*** Records shown Section Begins ***

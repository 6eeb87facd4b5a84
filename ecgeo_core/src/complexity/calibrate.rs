//! Orientation of complexity indices against a reference measure.
//!
//! Eigenvector signs are arbitrary, so an index is flipped (`v -> 100 - v`)
//! when it correlates negatively with a reference such as diversity or GDP.

use ndarray::{Array1, Array2, ArrayView1, ArrayView2};

use crate::error::{GeoError, GeoResult};
use crate::matrix::{deterministic_mean, deterministic_sum_iter, Operand};

/// Orient a single index against `reference`.
///
/// Only pairs where both values are finite enter the Pearson correlation.
/// The index is flipped only when that correlation is negative. With fewer
/// than two finite pairs, or zero variance on either side, the correlation is
/// undefined and the index is returned unchanged.
///
/// # Examples
///
/// ```
/// use ecgeo_core::complexity::ci_calibrate;
/// use ndarray::arr1;
///
/// let index = arr1(&[10.0, 20.0, 30.0]);
/// let reference = arr1(&[30.0, 20.0, 10.0]);
/// let oriented = ci_calibrate(index.view(), reference.view()).unwrap();
/// assert_eq!(oriented, arr1(&[90.0, 80.0, 70.0]));
/// ```
pub fn ci_calibrate(
    index: ArrayView1<'_, f64>,
    reference: ArrayView1<'_, f64>,
) -> GeoResult<Array1<f64>> {
    if index.len() != reference.len() {
        return Err(GeoError::length_mismatch(
            "reference",
            index.len(),
            reference.len(),
        ));
    }
    if is_anticorrelated(index, reference) {
        Ok(index.mapv(flip))
    } else {
        Ok(index.to_owned())
    }
}

/// Orient every column of `index` independently.
///
/// A shared reference vector applies to all columns; a reference matrix must
/// match `index` in shape.
pub fn ci_calibrate_columns(
    index: ArrayView2<'_, f64>,
    reference: Operand<'_>,
) -> GeoResult<Array2<f64>> {
    let reference = reference.broadcast("reference", index.dim())?;
    let mut out = index.to_owned();
    for (j, ref_col) in reference.columns().into_iter().enumerate() {
        if is_anticorrelated(index.column(j), ref_col) {
            out.column_mut(j).mapv_inplace(flip);
        }
    }
    Ok(out)
}

fn flip(v: f64) -> f64 {
    100.0 - v
}

fn is_anticorrelated(index: ArrayView1<'_, f64>, reference: ArrayView1<'_, f64>) -> bool {
    matches!(pearson(index, reference), Some(r) if r < 0.0)
}

/// Pearson correlation over pairs where both values are finite.
///
/// `None` with fewer than two usable pairs or zero variance on either side.
pub(crate) fn pearson(a: ArrayView1<'_, f64>, b: ArrayView1<'_, f64>) -> Option<f64> {
    let (xs, ys): (Vec<f64>, Vec<f64>) = a
        .iter()
        .zip(b.iter())
        .filter(|(x, y)| x.is_finite() && y.is_finite())
        .map(|(&x, &y)| (x, y))
        .unzip();
    if xs.len() < 2 {
        return None;
    }

    let mean_x = deterministic_mean(&xs);
    let mean_y = deterministic_mean(&ys);
    let cov = deterministic_sum_iter(xs.iter().zip(&ys).map(|(x, y)| (x - mean_x) * (y - mean_y)));
    let var_x = deterministic_sum_iter(xs.iter().map(|x| (x - mean_x).powi(2)));
    let var_y = deterministic_sum_iter(ys.iter().map(|y| (y - mean_y).powi(2)));
    if var_x == 0.0 || var_y == 0.0 {
        return None;
    }

    let r = cov / (var_x * var_y).sqrt();
    r.is_finite().then_some(r)
}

*** Records shown Section Ends ***

» **Exercise goal**: Would you please copy every line from the listing above that contains the word "ndarray"?

» **Output below**:
use ndarray::{Array1, Array2, ArrayView1, ArrayView2};
/// use ndarray::arr1;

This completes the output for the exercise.